**Activity:**
Show, from the entries below, every line in which "derive" appears.

**Data supplied:**
● ● ●
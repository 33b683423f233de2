//! Conversion commands and their execution (made by FontLab https://www.fontlab.com/)

use std::borrow::Cow;
use std::fmt;
use std::fs;
use std::io::Write;
use std::path::{Path, PathBuf};
use std::process::Command;

use anyhow::{anyhow, Context};

use crate::config::Config;
use crate::emit::Emission;
use crate::error::{NfssError, Result};
use crate::explode::{ExplodedFont, ExplodedIndex};
use crate::tokens::nice_font_name;

pub const OTFTOTFM: &str = "otftotfm";

/// One external program invocation.
#[derive(Debug, Clone, PartialEq, Eq)]
pub struct ConversionCommand {
    pub program: String,
    pub args: Vec<String>,
}

impl ConversionCommand {
    pub fn new<I, S>(program: impl Into<String>, args: I) -> Self
    where
        I: IntoIterator<Item = S>,
        S: Into<String>,
    {
        Self {
            program: program.into(),
            args: args.into_iter().map(Into::into).collect(),
        }
    }

    /// `otftotfm` call producing the metrics and map entry for one variant.
    pub fn otftotfm(config: &Config, font: &ExplodedFont) -> Result<Self> {
        let encoding = config.encoding_spec()?;
        let mut args: Vec<String> = vec!["--no-updmap".to_string(), "-a".to_string()];
        args.extend(encoding.commandline.split_whitespace().map(str::to_string));
        args.push("--typeface".to_string());
        args.push(nice_font_name(&font.family));
        args.push("--vendor".to_string());
        args.push(font.vendor.clone());
        args.push(font.filename.to_string_lossy().into_owned());
        args.extend(font.options.iter().map(|o| format!("-f{o}")));
        args.push(font.font_name.clone());
        Ok(Self::new(OTFTOTFM, args))
    }

    /// Shell-ready rendering, quoting arguments where needed.
    pub fn render(&self) -> String {
        let mut line = shell_quote(&self.program).into_owned();
        for arg in &self.args {
            line.push(' ');
            line.push_str(&shell_quote(arg));
        }
        line
    }

    pub fn to_command(&self) -> Command {
        let mut cmd = Command::new(&self.program);
        cmd.args(&self.args);
        cmd
    }
}

impl fmt::Display for ConversionCommand {
    fn fmt(&self, f: &mut fmt::Formatter<'_>) -> fmt::Result {
        f.write_str(&self.render())
    }
}

fn shell_quote(arg: &str) -> Cow<'_, str> {
    let safe = !arg.is_empty()
        && arg
            .chars()
            .all(|c| c.is_ascii_alphanumeric() || "-_./:=+,@%".contains(c));
    if safe {
        Cow::Borrowed(arg)
    } else {
        Cow::Owned(format!("'{}'", arg.replace('\'', r"'\''")))
    }
}

/// One conversion command per exploded leaf, in index order.
pub fn plan_commands(config: &Config, index: &ExplodedIndex) -> Result<Vec<ConversionCommand>> {
    index
        .iter()
        .map(|(_, font)| ConversionCommand::otftotfm(config, font))
        .collect()
}

/// Map and filename-database refresh run after a real install.
pub fn refresh_commands() -> Vec<ConversionCommand> {
    vec![
        ConversionCommand::new("updmap", ["-user"]),
        ConversionCommand::new("texhash", Vec::<String>::new()),
        ConversionCommand::new("updmap", ["-user"]),
    ]
}

/// Where commands go: a real process, or a listing.
pub trait CommandSink {
    fn run(&mut self, command: &ConversionCommand) -> anyhow::Result<()>;
}

/// Runs every command as a child process; a non-zero exit is an error.
#[derive(Debug, Clone, Copy, Default)]
pub struct ProcessSink;

impl CommandSink for ProcessSink {
    fn run(&mut self, command: &ConversionCommand) -> anyhow::Result<()> {
        let status = command
            .to_command()
            .status()
            .with_context(|| format!("failed to run {}", command.program))?;
        if !status.success() {
            return Err(NfssError::ToolFailed {
                tool: command.render(),
                detail: format!("exited with {status}"),
            }
            .into());
        }
        Ok(())
    }
}

/// Writes each command line instead of running it.
#[derive(Debug)]
pub struct DryRunSink<W: Write> {
    out: W,
}

impl<W: Write> DryRunSink<W> {
    pub fn new(out: W) -> Self {
        Self { out }
    }

    pub fn into_inner(self) -> W {
        self.out
    }
}

impl<W: Write> CommandSink for DryRunSink<W> {
    fn run(&mut self, command: &ConversionCommand) -> anyhow::Result<()> {
        writeln!(self.out, "{}", command.render())?;
        Ok(())
    }
}

/// Runs a conversion plan sequentially, then refreshes the TeX databases.
#[derive(Debug)]
pub struct Installer<S: CommandSink> {
    sink: S,
    refresh: bool,
}

impl<S: CommandSink> Installer<S> {
    pub fn new(sink: S) -> Self {
        Self {
            sink,
            refresh: true,
        }
    }

    /// Whether to run `updmap`/`texhash` after the conversions.
    pub fn refresh(mut self, refresh: bool) -> Self {
        self.refresh = refresh;
        self
    }

    /// Run every command, stopping at the first failure. Returns the number
    /// of conversion commands run.
    pub fn run(&mut self, commands: &[ConversionCommand]) -> anyhow::Result<usize> {
        if commands.is_empty() {
            return Err(NfssError::NothingToInstall.into());
        }

        for command in commands {
            log::debug!("running {command}");
            self.sink.run(command)?;
        }

        if self.refresh {
            for command in refresh_commands() {
                log::debug!("running {command}");
                self.sink.run(&command)?;
            }
        }

        log::info!("ran {} conversion commands", commands.len());
        Ok(commands.len())
    }

    pub fn into_sink(self) -> S {
        self.sink
    }
}

/// `$TEXMFHOME` as expanded by `kpsewhich`.
pub fn texmf_home() -> anyhow::Result<PathBuf> {
    let output = Command::new("kpsewhich")
        .arg("-expand-path=$TEXMFHOME")
        .output()
        .context("failed to run kpsewhich")?;
    if !output.status.success() {
        return Err(NfssError::ToolFailed {
            tool: "kpsewhich -expand-path=$TEXMFHOME".to_string(),
            detail: String::from_utf8_lossy(&output.stderr).trim().to_string(),
        }
        .into());
    }

    let home = String::from_utf8_lossy(&output.stdout).trim().to_string();
    if home.is_empty() {
        return Err(anyhow!("kpsewhich reported an empty TEXMFHOME"));
    }
    Ok(PathBuf::from(home))
}

/// Directory receiving `.fd` and `.sty` files below `texmf_home`.
pub fn fonts_dir(config: &Config, texmf_home: &Path) -> PathBuf {
    texmf_home.join(config.local_fonts_dir.trim_start_matches('/'))
}

/// Write every generated file into `dir`, creating it if needed.
pub fn write_emission(emission: &Emission, dir: &Path) -> anyhow::Result<Vec<PathBuf>> {
    fs::create_dir_all(dir).with_context(|| format!("creating {}", dir.display()))?;

    let mut written = Vec::new();
    for file in emission.files() {
        let path = dir.join(&file.name);
        fs::write(&path, &file.contents).with_context(|| format!("writing {}", path.display()))?;
        log::debug!("wrote {}", path.display());
        written.push(path);
    }
    Ok(written)
}
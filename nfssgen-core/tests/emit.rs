use std::path::PathBuf;

use nfssgen_core::config::Config;
use nfssgen_core::emit::Emission;
use nfssgen_core::pipeline::Pipeline;
use nfssgen_core::record::FontAttributes;

fn minion(name: &str, subfamily: &str, features: &[&str], optical: Option<(f64, f64)>) -> FontAttributes {
    FontAttributes {
        postscript_name: name.to_string(),
        filename: PathBuf::from(format!("/fonts/{name}.otf")),
        family: "Minion Pro".to_string(),
        subfamily: subfamily.to_string(),
        vendor_url: None,
        features: features.iter().map(|f| f.to_string()).collect(),
        optical_size: optical,
    }
}

fn emit(config: Config, fonts: Vec<FontAttributes>) -> Emission {
    let mut pipeline = Pipeline::new(config).expect("pipeline");
    for font in fonts {
        pipeline.add_attributes(font);
    }
    pipeline.explode().expect("explode");
    pipeline.emit("nfssgen", "2024/05/01").expect("emit")
}

fn kern_only() -> Config {
    Config {
        option_groups: vec![vec!["kern".to_string()]],
        ..Config::default()
    }
}

#[test]
fn optical_siblings_share_one_font_shape() {
    let emission = emit(
        kern_only(),
        vec![
            minion("MinionPro-Regular", "Regular", &["kern"], Some((8.4, 13.0))),
            minion("MinionPro-Capt", "Caption", &["kern"], Some((6.0, 8.4))),
            minion("MinionPro-Subh", "Subhead", &["kern"], Some((13.0, 19.0))),
        ],
    );

    assert_eq!(emission.fd_files.len(), 1);
    let fd = &emission.fd_files[0];
    assert_eq!(fd.name, "ly1pmn.fd");
    let expected = "\
\\DeclareFontShape{LY1}{pmn}{m}{n}{
  <-8.5>  \\pmn@scaled  LY1-MinionPro-Capt-kern
  <8.5-13.1>  \\pmn@scaled  LY1-MinionPro-Regular-kern
  <13.1->  \\pmn@scaled  LY1-MinionPro-Subh-kern
}{}
";
    assert!(fd.contents.contains(expected), "{}", fd.contents);
    assert!(fd.contents.starts_with("% Autogenerated by nfssgen on 2024/05/01\n"));
    assert!(fd.contents.contains("\\DeclareFontFamily{LY1}{pmn}{}"));
    assert!(fd.contents.trim_end().ends_with("\\endinput"));
}

#[test]
fn missing_slanted_is_substituted_from_italic() {
    let emission = emit(
        kern_only(),
        vec![
            minion("MinionPro-Regular", "Regular", &["kern"], None),
            minion("MinionPro-It", "Italic", &["kern"], None),
        ],
    );

    let fd = &emission.fd_files[0].contents;
    assert!(fd.contains("  <->  \\pmn@scaled  LY1-MinionPro-It-kern\n"));
    assert!(fd.contains("\\DeclareFontShape{LY1}{pmn}{m}{sl}{\n  <->  sub * pmn/m/it\n}{}"));
}

#[test]
fn family_forming_options_get_their_own_fd_and_share_a_sty() {
    let emission = emit(
        Config::default(),
        vec![minion("MinionPro-Regular", "Regular", &["kern", "liga", "lnum", "onum"], None)],
    );

    let fd_names: Vec<&str> = emission.fd_files.iter().map(|f| f.name.as_str()).collect();
    assert_eq!(fd_names, vec!["ly1pmnx.fd", "ly1pmnj.fd"]);

    assert_eq!(emission.sty_files.len(), 1);
    let sty = &emission.sty_files[0];
    assert_eq!(sty.name, "minion.sty");
    assert!(sty.contents.contains("\\ProvidesPackage{minion}"));
    assert!(sty.contents.contains("\\newcommand*{\\pmn@style}{j}"));
    assert!(sty.contents.contains("\\DeclareOption{oldstyle}{%"));
    assert!(sty.contents.contains("\\DeclareOption{lining}{%"));
    assert!(sty.contents.contains("\\renewcommand*{\\sfdefault}{pmn\\pmn@style}%"));
    assert!(!sty.contents.contains("\\textfrac"));
}

#[test]
fn lining_is_the_default_when_oldstyle_is_not_preferred() {
    let config = Config {
        oldstyle_default: false,
        ..Config::default()
    };
    let emission = emit(
        config,
        vec![minion("MinionPro-Regular", "Regular", &["kern", "liga", "lnum", "onum"], None)],
    );
    assert!(emission.sty_files[0]
        .contents
        .contains("\\newcommand*{\\pmn@style}{x}"));
}

#[test]
fn unknown_family_fails_emission_with_a_hint() {
    let mut pipeline = Pipeline::new(Config::default()).expect("pipeline");
    let mut font = minion("Nowhere-Regular", "Regular", &["kern", "liga", "onum"], None);
    font.family = "Nowhere Sans".to_string();
    pipeline.add_attributes(font);
    pipeline.explode().expect("explode");

    let err = pipeline.emit("nfssgen", "2024/05/01").unwrap_err();
    let message = err.to_string();
    assert!(message.contains("'Nowhere Sans'"));
    assert!(message.contains("berry_names"));
}
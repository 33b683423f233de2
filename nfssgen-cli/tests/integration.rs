use std::fs;
use std::path::{Path, PathBuf};
use std::process::{Command, Output};

use nfssgen_core::output::PlanEntry;
use serde_json::Value;
use tempfile::tempdir;

fn write_attributes(dir: &Path, family: &str) -> PathBuf {
    let attributes = serde_json::json!([
        {
            "postscript_name": "MinionPro-Regular",
            "filename": "MinionPro-Regular.otf",
            "family": family,
            "subfamily": "Regular",
            "vendor_url": "http://www.adobe.com/type/",
            "features": ["kern", "liga", "onum", "smcp"]
        },
        {
            "postscript_name": "MinionPro-It",
            "filename": "MinionPro-It.otf",
            "family": family,
            "subfamily": "Italic",
            "vendor_url": "http://www.adobe.com/type/",
            "features": ["kern", "liga", "onum", "smcp"]
        }
    ]);
    let path = dir.join("attributes.json");
    fs::write(&path, serde_json::to_string_pretty(&attributes).expect("json")).expect("write");
    path
}

fn nfssgen(args: &[&str], extra: &[&Path]) -> Output {
    Command::new(env!("CARGO_BIN_EXE_nfssgen"))
        .args(args)
        .args(extra)
        .output()
        .expect("run nfssgen")
}

#[test]
fn config_prints_effective_json() {
    let output = nfssgen(&["config"], &[]);
    assert!(
        output.status.success(),
        "stderr: {}",
        String::from_utf8_lossy(&output.stderr)
    );

    let config: Value = serde_json::from_slice(&output.stdout).expect("json");
    assert_eq!(config["encoding"], "LY1");
    assert_eq!(config["berry_names"]["Minion Pro"], "pmn");
}

#[test]
fn config_file_overrides_defaults() {
    let tmp = tempdir().expect("tempdir");
    let path = tmp.path().join("nfssgen.json");
    fs::write(&path, r#"{ "oldstyle_default": false, "berry_names": { "Foo Sans": "zfs" } }"#)
        .expect("write config");

    let output = nfssgen(&["config", "--config"], &[&path]);
    assert!(output.status.success());
    let config: Value = serde_json::from_slice(&output.stdout).expect("json");
    assert_eq!(config["oldstyle_default"], false);
    assert_eq!(config["berry_names"]["Foo Sans"], "zfs");
    assert!(config["berry_names"].get("Minion Pro").is_none());
    assert_eq!(config["encoding"], "LY1");
}

#[test]
fn plan_json_lists_every_leaf() {
    let tmp = tempdir().expect("tempdir");
    let attributes = write_attributes(tmp.path(), "Minion Pro");

    let output = nfssgen(&["plan", "--json", "--attributes"], &[&attributes]);
    assert!(
        output.status.success(),
        "stderr: {}",
        String::from_utf8_lossy(&output.stderr)
    );

    let entries: Vec<PlanEntry> = serde_json::from_slice(&output.stdout).expect("plan json");
    let shapes: Vec<&str> = entries.iter().map(|e| e.shape.as_str()).collect();
    assert_eq!(shapes, vec!["it", "n", "sc", "si"]);
    assert!(entries.iter().all(|e| e.family == "Minion Pro-onum" && e.series == "m"));
    assert!(entries
        .iter()
        .any(|e| e.font_name == "LY1-MinionPro-It-onum-kern-liga-smcp"));
}

#[test]
fn plan_plain_prints_conversion_commands() {
    let tmp = tempdir().expect("tempdir");
    let attributes = write_attributes(tmp.path(), "Minion Pro");

    let output = nfssgen(&["plan", "--color", "never", "--attributes"], &[&attributes]);
    assert!(output.status.success());

    let stdout = String::from_utf8_lossy(&output.stdout);
    let commands: Vec<&str> = stdout
        .lines()
        .filter(|l| l.starts_with("otftotfm "))
        .collect();
    assert_eq!(commands.len(), 4, "stdout:\n{stdout}");
    assert!(commands[0].contains("--no-updmap -a -e texnansx --typeface minion --vendor adobe"));
}

#[test]
fn install_dry_run_writes_files_and_prints_commands() {
    let tmp = tempdir().expect("tempdir");
    let attributes = write_attributes(tmp.path(), "Minion Pro");
    let out_dir = tmp.path().join("out");

    let output = nfssgen(
        &["install", "--dry-run", "--attributes"],
        &[&attributes, Path::new("--output-dir"), &out_dir],
    );
    assert!(
        output.status.success(),
        "stderr: {}",
        String::from_utf8_lossy(&output.stderr)
    );

    let stdout = String::from_utf8_lossy(&output.stdout);
    assert_eq!(stdout.lines().count(), 4, "stdout:\n{stdout}");
    assert!(stdout.lines().all(|l| l.starts_with("otftotfm --no-updmap")));
    assert!(!stdout.contains("updmap -user"));

    let fd = fs::read_to_string(out_dir.join("ly1pmnj.fd")).expect("fd written");
    assert!(fd.contains("\\DeclareFontShape{LY1}{pmnj}{m}{si}{"));
    assert!(fd.contains("sub * pmnj/m/it"));
    let sty = fs::read_to_string(out_dir.join("minion.sty")).expect("sty written");
    assert!(sty.contains("\\ProvidesPackage{minion}"));
}

#[test]
fn inspect_prints_records() {
    let tmp = tempdir().expect("tempdir");
    let attributes = write_attributes(tmp.path(), "Minion Pro");

    let output = nfssgen(&["inspect", "--ndjson", "--attributes"], &[&attributes]);
    assert!(output.status.success());

    let stdout = String::from_utf8_lossy(&output.stdout);
    let records: Vec<Value> = stdout
        .lines()
        .map(|l| serde_json::from_str(l).expect("record"))
        .collect();
    assert_eq!(records.len(), 2);
    assert_eq!(records[0]["id"], "MinionPro-It");
    assert_eq!(records[0]["variant"][0], "italic");
    assert_eq!(records[1]["vendor"], "adobe");
}

#[test]
fn unknown_family_fails_with_berry_hint() {
    let tmp = tempdir().expect("tempdir");
    let attributes = write_attributes(tmp.path(), "Nowhere Sans");
    let out_dir = tmp.path().join("out");

    let output = nfssgen(
        &["install", "--dry-run", "--attributes"],
        &[&attributes, Path::new("--output-dir"), &out_dir],
    );
    assert!(!output.status.success());

    let stderr = String::from_utf8_lossy(&output.stderr);
    assert!(stderr.contains("'Nowhere Sans'"), "stderr: {stderr}");
    assert!(stderr.contains("berry_names"));
    assert!(!out_dir.join("minion.sty").exists());
}

#[test]
fn empty_attribute_file_has_nothing_to_install() {
    let tmp = tempdir().expect("tempdir");
    let attributes = tmp.path().join("attributes.json");
    fs::write(&attributes, "[]").expect("write");

    let output = nfssgen(
        &["install", "--dry-run", "--attributes"],
        &[&attributes, Path::new("--output-dir"), &tmp.path().join("out")],
    );
    assert!(!output.status.success());
    let stderr = String::from_utf8_lossy(&output.stderr);
    assert!(stderr.contains("no conversion commands"), "stderr: {stderr}");
}
//! Grouping of font records by family and style axes (made by FontLab https://www.fontlab.com/)

use std::collections::BTreeMap;

use serde::Serialize;

use crate::record::{FontRecord, OpticalRange};
use crate::tokens::AxisSet;

/// Bucket key: one family at one weight, width, and variant.
#[derive(Debug, Clone, PartialEq, Eq, PartialOrd, Ord, Hash, Serialize)]
pub struct ClassKey {
    pub family: String,
    pub weight: AxisSet,
    pub width: AxisSet,
    pub variant: AxisSet,
}

impl ClassKey {
    pub fn of(record: &FontRecord) -> Self {
        Self {
            family: record.family.clone(),
            weight: record.weight.clone(),
            width: record.width.clone(),
            variant: record.variant.clone(),
        }
    }
}

/// A font placed in a bucket, together with its optical size range.
#[derive(Debug, Clone, PartialEq, Eq, Serialize)]
pub struct ClassifiedFont {
    pub id: String,
    pub optical_size: Option<OpticalRange>,
}

/// (family, weight, width, variant) → fonts, in insertion order per bucket.
///
/// Fonts sharing a bucket are optical-size siblings of the same style.
#[derive(Debug, Clone, Default)]
pub struct ClassificationIndex {
    buckets: BTreeMap<ClassKey, Vec<ClassifiedFont>>,
}

impl ClassificationIndex {
    pub fn new() -> Self {
        Self::default()
    }

    /// File `record` under its key. Classifying the same font again is a no-op.
    pub fn classify(&mut self, record: &FontRecord) {
        let bucket = self.buckets.entry(ClassKey::of(record)).or_default();
        if bucket.iter().any(|f| f.id == record.id) {
            return;
        }
        bucket.push(ClassifiedFont {
            id: record.id.clone(),
            optical_size: record.optical_size,
        });
    }

    pub fn get(&self, key: &ClassKey) -> Option<&[ClassifiedFont]> {
        self.buckets.get(key).map(Vec::as_slice)
    }

    pub fn iter(&self) -> impl Iterator<Item = (&ClassKey, &[ClassifiedFont])> {
        self.buckets.iter().map(|(k, v)| (k, v.as_slice()))
    }

    /// Number of buckets.
    pub fn len(&self) -> usize {
        self.buckets.len()
    }

    pub fn is_empty(&self) -> bool {
        self.buckets.is_empty()
    }
}

#[cfg(test)]
mod tests {
    use super::*;
    use crate::record::FontAttributes;
    use std::path::PathBuf;

    fn record(id: &str, subfamily: &str, optical: Option<(f64, f64)>) -> FontRecord {
        FontRecord::from_attributes(
            FontAttributes {
                postscript_name: id.to_string(),
                filename: PathBuf::from(format!("/fonts/{id}.otf")),
                family: "Minion Pro".to_string(),
                subfamily: subfamily.to_string(),
                vendor_url: None,
                features: vec!["onum".to_string()],
                optical_size: optical,
            },
            &[],
        )
    }

    #[test]
    fn optical_siblings_share_a_bucket() {
        let mut index = ClassificationIndex::new();
        index.classify(&record("MinionPro-Capt", "Regular", Some((6.0, 8.4))));
        index.classify(&record("MinionPro-Regular", "Regular", Some((8.4, 13.0))));
        index.classify(&record("MinionPro-It", "Italic", None));

        assert_eq!(index.len(), 2);
        let key = ClassKey::of(&record("x", "Regular", None));
        let fonts = index.get(&key).expect("regular bucket");
        assert_eq!(fonts.len(), 2);
        assert_eq!(fonts[0].id, "MinionPro-Capt");
        assert_eq!(fonts[1].optical_size.map(|r| r.to_string()).as_deref(), Some("8.5-13.1"));
    }

    #[test]
    fn classify_is_idempotent() {
        let mut index = ClassificationIndex::new();
        let font = record("MinionPro-Bold", "Bold", None);
        index.classify(&font);
        index.classify(&font);

        let fonts = index.get(&ClassKey::of(&font)).expect("bucket");
        assert_eq!(fonts.len(), 1);
    }
}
● ● ●
**Response to this task:**
#[derive(Debug, Clone, PartialEq, Eq)]
#[derive(Debug, Clone, Copy, Default)]
#[derive(Debug)]
#[derive(Debug)]
#[derive(Debug, Clone, PartialEq, Eq, PartialOrd, Ord, Hash, Serialize)]
#[derive(Debug, Clone, PartialEq, Eq, Serialize)]
#[derive(Debug, Clone, Default)]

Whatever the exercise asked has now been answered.